# Illustrator: Flächen färben - geht nicht!



## DieMucke (11. Mai 2004)

Hi,

in der Anlage ist eine Illustrator-Datei, bei der ich die Flächen einfärben soll. Wenn ich aber z.B. auf den oberen Reisverschluss klicke, zeigt mir das Programm an, dass die Kontur "leer" und die Fläche schwarz ist. Die Fläche ist aber nicht ausgefüllt, sondern es sieht so aus, als wäre es die Kontur.

Wie komm ich jetzt an die Fläche dran?

Wäre tolle, wenn mir jemand helfen könnte

Astrid


----------



## thoru (11. Mai 2004)

Hallo DieMucke,

dein Reißverschulß ist aus vielen einzelnen Objekten
zusammengesetzt worden, die jeweils ein Objekt für
sich sind. Deshalb kannst du so ohne weiteres die
vermeintliche Fläche nicht einfärben.
Du kannst mal ein Element des Verschlußes 
markieren und dann über die rechte Maustaste die
Gruppierung lösen. Danach ggf. den zusammenge-
setzten Pfad ablösen. Wenn du jetzt nah genug heran
zoomst solltest du die einzelnen Objekte erkennen die
jweils für sich Fläche und Kontur haben. Um es ein-
facher auszudrücken der Reißverschluß ist 
zusammengesetzt aus Bögen und Rechtecken.

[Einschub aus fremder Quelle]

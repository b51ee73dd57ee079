//! Application configuration loaded from environment variables.

/// Server configuration with sensible defaults.
///
/// Reads from environment variables:
/// - `HOST` — bind address (default: `"0.0.0.0"`)
/// - `PORT` — listen port (default: `3000`)
/// - `RUST_LOG` — tracing filter directive (default: `"info"`)
/// - `DATABASE_URL` — PostgreSQL connection string; the in-memory store is
///   used when absent
/// - `WEBHOOK_SIGNING_SECRET` — shared secret for webhook signatures;
///   webhook deliveries are rejected outright when unset
/// - `WEBHOOK_TOLERANCE_SECS` — replay window for signed deliveries
///   (default: `300`)
/// - `LOW_STOCK_THRESHOLD` — remaining units below which a low-stock alert
///   is raised (default: `5`)
#[derive(Debug, Clone)]
pub struct Config {
    pub host: String,
    pub port: u16,
    pub log_level: String,
    pub database_url: Option<String>,
    pub webhook_signing_secret: Option<String>,
    pub webhook_tolerance_secs: i64,
    pub low_stock_threshold: i64,
}

impl Config {
    /// Loads configuration from environment variables, falling back to defaults.
    pub fn from_env() -> Self {
        Self {
            host: std::env::var("HOST").unwrap_or_else(|_| "0.0.0.0".to_string()),
            port: std::env::var("PORT")
                .ok()
                .and_then(|p| p.parse().ok())
                .unwrap_or(3000),
            log_level: std::env::var("RUST_LOG").unwrap_or_else(|_| "info".to_string()),
            database_url: std::env::var("DATABASE_URL").ok(),
            webhook_signing_secret: std::env::var("WEBHOOK_SIGNING_SECRET").ok(),
            webhook_tolerance_secs: std::env::var("WEBHOOK_TOLERANCE_SECS")
                .ok()
                .and_then(|t| t.parse().ok())
                .unwrap_or(300),
            low_stock_threshold: std::env::var("LOW_STOCK_THRESHOLD")
                .ok()
                .and_then(|t| t.parse().ok())
                .unwrap_or(5),
        }
    }

    /// Returns the `"host:port"` bind address string.
    pub fn addr(&self) -> String {
        format!("{}:{}", self.host, self.port)
    }
}

impl Default for Config {
    fn default() -> Self {
        Self {
            host: "0.0.0.0".to_string(),
            port: 3000,
            log_level: "info".to_string(),
            database_url: None,
            webhook_signing_secret: None,
            webhook_tolerance_secs: 300,
            low_stock_threshold: 5,
        }
    }
}

#[cfg(test)]
mod tests {
    use super::*;

    #[test]
    fn test_default_values() {
        let config = Config::default();
        assert_eq!(config.host, "0.0.0.0");
        assert_eq!(config.port, 3000);
        assert_eq!(config.log_level, "info");
        assert!(config.database_url.is_none());
        assert!(config.webhook_signing_secret.is_none());
        assert_eq!(config.webhook_tolerance_secs, 300);
        assert_eq!(config.low_stock_threshold, 5);
    }

    #[test]
    fn test_addr_formatting() {
        let config = Config {
            host: "127.0.0.1".to_string(),
            port: 8080,
            ..Config::default()
        };
        assert_eq!(config.addr(), "127.0.0.1:8080");
    }

    #[test]
    fn test_addr_default() {
        let config = Config::default();
        assert_eq!(config.addr(), "0.0.0.0:3000");
    }
}
//! The webhook processor: verification, idempotency, and event dispatch.

use chrono::Utc;
use common::{Money, OrderId};
use domain::{
    Alert, AlertKind, AlertSeverity, Order, OrderStatus, OrderStatusHistory, Payment,
    ProcessedEvent, Refund,
};
use serde_json::Value;
use store::{PaidOutcome, Store};
use uuid::Uuid;

use crate::error::{Result, WebhookError};
use crate::event::ProviderEvent;
use crate::services::NotificationService;
use crate::signature::{SignatureError, SignatureVerifier};

/// What happened to a delivery that was accepted.
#[derive(Debug, Clone, Copy, PartialEq, Eq)]
pub enum Outcome {
    /// The event was handled and its side effects ran.
    Processed,

    /// The event id was already recorded; nothing ran.
    Duplicate,

    /// The event was recorded but carries nothing actionable (unknown type,
    /// or an object no known order matches).
    Ignored,
}

/// Processes inbound payment provider webhooks.
///
/// Every accepted delivery follows the same shape:
///
/// ```text
/// verify signature -> parse envelope -> record event id -> dispatch
///                                        |
///                                        already recorded? return Duplicate
/// ```
///
/// The event id is recorded durably BEFORE any side effect runs, so a
/// redelivered event short-circuits no matter how far its first delivery
/// got. Per-entity effects (payments, refunds, fulfillments) carry their
/// own unique markers as a second line of defense.
pub struct WebhookProcessor<S, N> {
    store: S,
    verifier: Option<SignatureVerifier>,
    notifier: N,
}

impl<S: Store, N: NotificationService> WebhookProcessor<S, N> {
    /// Creates a processor. `verifier` is `None` only when no signing secret
    /// is configured, in which case every delivery is rejected loudly
    /// rather than accepted unverified.
    pub fn new(store: S, verifier: Option<SignatureVerifier>, notifier: N) -> Self {
        Self {
            store,
            verifier,
            notifier,
        }
    }

    /// Handles one raw delivery.
    #[tracing::instrument(
        skip_all,
        fields(event_id = tracing::field::Empty, event_type = tracing::field::Empty)
    )]
    pub async fn process(&self, payload: &[u8], signature_header: Option<&str>) -> Result<Outcome> {
        let verifier = self.verifier.as_ref().ok_or(WebhookError::MissingSecret)?;
        let header = signature_header
            .filter(|h| !h.is_empty())
            .ok_or(SignatureError::MissingHeader)?;
        verifier.verify(payload, header)?;

        let event = ProviderEvent::parse(payload)?;
        tracing::Span::current()
            .record("event_id", event.id.as_str())
            .record("event_type", event.event_type.as_str());

        let marker = ProcessedEvent::new(&event.id, &event.event_type, event.payload.clone());
        if !self.store.record_processed_event(marker).await? {
            metrics::counter!("webhook_events_duplicate_total").increment(1);
            tracing::info!("duplicate delivery, skipping");
            return Ok(Outcome::Duplicate);
        }
        metrics::counter!("webhook_events_total", "type" => event.event_type.clone())
            .increment(1);

        match event.event_type.as_str() {
            "checkout.session.completed" => self.handle_payment_confirmation(&event).await,
            "charge.refunded" => self.handle_refunds(&event).await,
            "charge.dispute.created" => self.handle_dispute(&event).await,
            other => {
                tracing::debug!(event_type = other, "unhandled event type");
                Ok(Outcome::Ignored)
            }
        }
    }

    /// Confirms payment for the order behind a completed checkout session.
    async fn handle_payment_confirmation(&self, event: &ProviderEvent) -> Result<Outcome> {
        let object = event.object();
        let session_id = object.get("id").and_then(Value::as_str);
        let payment_intent = object.get("payment_intent").and_then(Value::as_str);

        let Some(order) = self
            .resolve_order(session_id, payment_intent, object)
            .await?
        else {
            tracing::warn!("payment confirmation matches no known order");
            return Ok(Outcome::Ignored);
        };

        // Only the call that actually performed the transition appends the
        // audit row; a concurrent confirmation with a distinct event id
        // sees AlreadyPaid and writes nothing.
        match self
            .store
            .mark_order_paid(order.id, payment_intent, Utc::now())
            .await?
        {
            PaidOutcome::Transitioned => {
                self.store
                    .append_status_history(OrderStatusHistory::new(
                        order.id,
                        OrderStatus::Pending,
                        OrderStatus::Paid,
                        "payment confirmed by provider",
                        Some(event.id.clone()),
                    ))
                    .await?;
            }
            PaidOutcome::AlreadyPaid => {}
            PaidOutcome::NotPayable => {
                // Cancelled or refunded in the meantime. The payment is
                // still a fact and gets recorded below, but the status
                // stays put.
                tracing::warn!(order_id = %order.id, status = %order.status, "order no longer payable");
            }
        }

        let amount = object
            .get("amount_total")
            .and_then(Value::as_i64)
            .map(Money::from_minor)
            .unwrap_or(order.total_net);
        let currency = object
            .get("currency")
            .and_then(Value::as_str)
            .unwrap_or(&order.currency);
        let provider_payment_id = payment_intent.or(session_id).unwrap_or(&event.id);

        let payment = Payment::new(order.id, amount, currency, provider_payment_id);
        if !self.store.insert_payment(payment).await? {
            // Payment already on file from an earlier event; no second
            // fulfillment, no second notification.
            tracing::info!(order_id = %order.id, provider_payment_id, "payment already recorded");
            return Ok(Outcome::Processed);
        }
        metrics::counter!("payments_recorded_total").increment(1);

        self.store.ensure_fulfillment(order.id).await?;

        if let Err(error) = self.notifier.send_payment_confirmation(order.id).await {
            tracing::warn!(%error, order_id = %order.id, "confirmation notification failed");
        }

        Ok(Outcome::Processed)
    }

    /// Applies every refund carried by a `charge.refunded` event.
    async fn handle_refunds(&self, event: &ProviderEvent) -> Result<Outcome> {
        let object = event.object();
        let payment_intent = object.get("payment_intent").and_then(Value::as_str);

        let empty = Vec::new();
        let refunds = object
            .pointer("/refunds/data")
            .and_then(Value::as_array)
            .unwrap_or(&empty);

        // The event id is already durably recorded, so this is the only
        // chance each bundled refund gets: a failing one must not starve
        // its siblings. The first failure is reported after the loop.
        let mut first_failure: Option<WebhookError> = None;
        for refund_object in refunds {
            let Some(refund_id) = refund_object.get("id").and_then(Value::as_str) else {
                tracing::warn!("refund entry has no id, skipping");
                continue;
            };
            let amount = refund_object
                .get("amount")
                .and_then(Value::as_i64)
                .map(Money::from_minor)
                .unwrap_or_else(Money::zero);
            if !amount.is_positive() {
                tracing::warn!(refund_id, %amount, "refund amount is not positive, skipping");
                continue;
            }
            let refund_status = refund_object
                .get("status")
                .and_then(Value::as_str)
                .unwrap_or("succeeded");

            let order = self
                .resolve_order(None, payment_intent, refund_object)
                .await?;

            // Record first. The provider refund id is unique, so a replayed
            // refund inside a fresh event is caught here.
            let refund = Refund::new(
                order.as_ref().map(|o| o.id),
                refund_id,
                amount,
                refund_status,
            );
            if !self.store.insert_refund(refund).await? {
                tracing::info!(refund_id, "refund already recorded, skipping");
                continue;
            }

            let Some(order) = order else {
                tracing::warn!(refund_id, "refund matches no known order, recorded unattached");
                continue;
            };

            if let Err(error) = self
                .apply_refund_to_order(event, order.id, refund_id, amount)
                .await
            {
                tracing::warn!(%error, refund_id, "refund not applied");
                first_failure.get_or_insert(error);
            }
        }

        match first_failure {
            Some(error) => Err(error),
            None => Ok(Outcome::Processed),
        }
    }

    /// Applies one recorded refund against an order, enforcing the
    /// never-exceed-total invariant.
    async fn apply_refund_to_order(
        &self,
        event: &ProviderEvent,
        order_id: OrderId,
        refund_id: &str,
        amount: Money,
    ) -> Result<()> {
        let order = self
            .store
            .get_order(order_id)
            .await?
            .ok_or(store::StoreError::OrderNotFound(order_id))?;

        if !order.status.is_refundable() {
            self.raise_alert(Alert::new(
                AlertKind::RefundOnUnrefundableOrder,
                AlertSeverity::Critical,
                format!(
                    "refund {refund_id} of {amount} arrived for order {order_id} in status {}",
                    order.status
                ),
            ))
            .await;
            tracing::warn!(refund_id, %order_id, status = %order.status, "order not refundable");
            return Ok(());
        }

        let projected = order.refunded_amount + amount;
        if projected > order.total_net {
            self.raise_alert(Alert::new(
                AlertKind::RefundExceedsTotal,
                AlertSeverity::Critical,
                format!(
                    "refund {refund_id} of {amount} would take order {order_id} to {projected}, \
                     past its total {}",
                    order.total_net
                ),
            ))
            .await;
            return Err(WebhookError::RefundExceedsTotal {
                order_id,
                amount,
                total_net: order.total_net,
            });
        }

        if !self.store.apply_refund(order_id, amount).await? {
            // Lost the race: another refund consumed the headroom between
            // our read and the guarded update.
            self.raise_alert(Alert::new(
                AlertKind::ConcurrentRefundRejected,
                AlertSeverity::Critical,
                format!("refund {refund_id} of {amount} rejected by the guard on order {order_id}"),
            ))
            .await;
            return Err(WebhookError::ConcurrentRefundRejected(order_id));
        }
        metrics::counter!("refunds_recorded_total").increment(1);

        let updated = self
            .store
            .get_order(order_id)
            .await?
            .ok_or(store::StoreError::OrderNotFound(order_id))?;
        if updated.status != order.status {
            self.store
                .append_status_history(OrderStatusHistory::new(
                    order_id,
                    order.status,
                    updated.status,
                    format!("refund {refund_id} of {amount} applied"),
                    Some(event.id.clone()),
                ))
                .await?;
        }

        Ok(())
    }

    /// Records a dispute for audit. Disputes never move order status; the
    /// money is only provisionally held by the provider at this point.
    async fn handle_dispute(&self, event: &ProviderEvent) -> Result<Outcome> {
        let object = event.object();
        let dispute_id = object.get("id").and_then(Value::as_str).unwrap_or("unknown");
        let reason = object
            .get("reason")
            .and_then(Value::as_str)
            .unwrap_or("unspecified");

        tracing::warn!(dispute_id, reason, "dispute opened");
        self.raise_alert(Alert::new(
            AlertKind::Chargeback,
            AlertSeverity::Critical,
            format!("dispute {dispute_id} opened ({reason})"),
        ))
        .await;
        metrics::counter!("disputes_total").increment(1);

        Ok(Outcome::Processed)
    }

    /// Resolves the order an event object refers to. Tried in order:
    /// checkout session id, payment intent id, then an `order_id` hint in
    /// the object's metadata.
    async fn resolve_order(
        &self,
        session_id: Option<&str>,
        payment_intent: Option<&str>,
        object: &Value,
    ) -> Result<Option<Order>> {
        if let Some(session_id) = session_id {
            if let Some(order) = self.store.find_order_by_checkout_session(session_id).await? {
                return Ok(Some(order));
            }
        }
        if let Some(payment_intent) = payment_intent {
            if let Some(order) = self.store.find_order_by_payment_intent(payment_intent).await? {
                return Ok(Some(order));
            }
        }
        if let Some(hint) = object
            .pointer("/metadata/order_id")
            .and_then(Value::as_str)
            .and_then(|raw| Uuid::parse_str(raw).ok())
        {
            return Ok(self.store.get_order(OrderId::from_uuid(hint)).await?);
        }
        Ok(None)
    }

    /// Best-effort alert write. The alert sink never blocks event handling.
    async fn raise_alert(&self, alert: Alert) {
        let kind = alert.kind.clone();
        if let Err(error) = self.store.insert_alert(alert).await {
            tracing::error!(%error, kind, "alert write failed");
        }
    }
}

Es gibt eine Möglichkeit mit der du noch an einen
zusammengesetzten Pfad kommen kannst. Wählst
jedes zusammengesetzte Objekt aus und klickst dann
in der Pathfinder-Palette auf Kontur aufteilen. Hiernach
löst du die Gruppierung der einzelnen Pfade auf und
entfernst alle Pfade die du nicht benötigst, sodas zum
Schluß nur der äußere Rand übrigbleibt. Jetzt musst
du "nur" noch die jeweils aneinander stoßenden
Ankerpunkte markieren und mit STRG+J miteinander
verbinden.
Die ist unwahrscheinlich aufwändig, habe es selbst
gerad mal angetestet. Es wird wohl einfacher und 
schneller sein wenn du den Reißverschluß mit dem 
Pfadwerkzeug sozusagen nachzeichnest.

cu
thoru


----------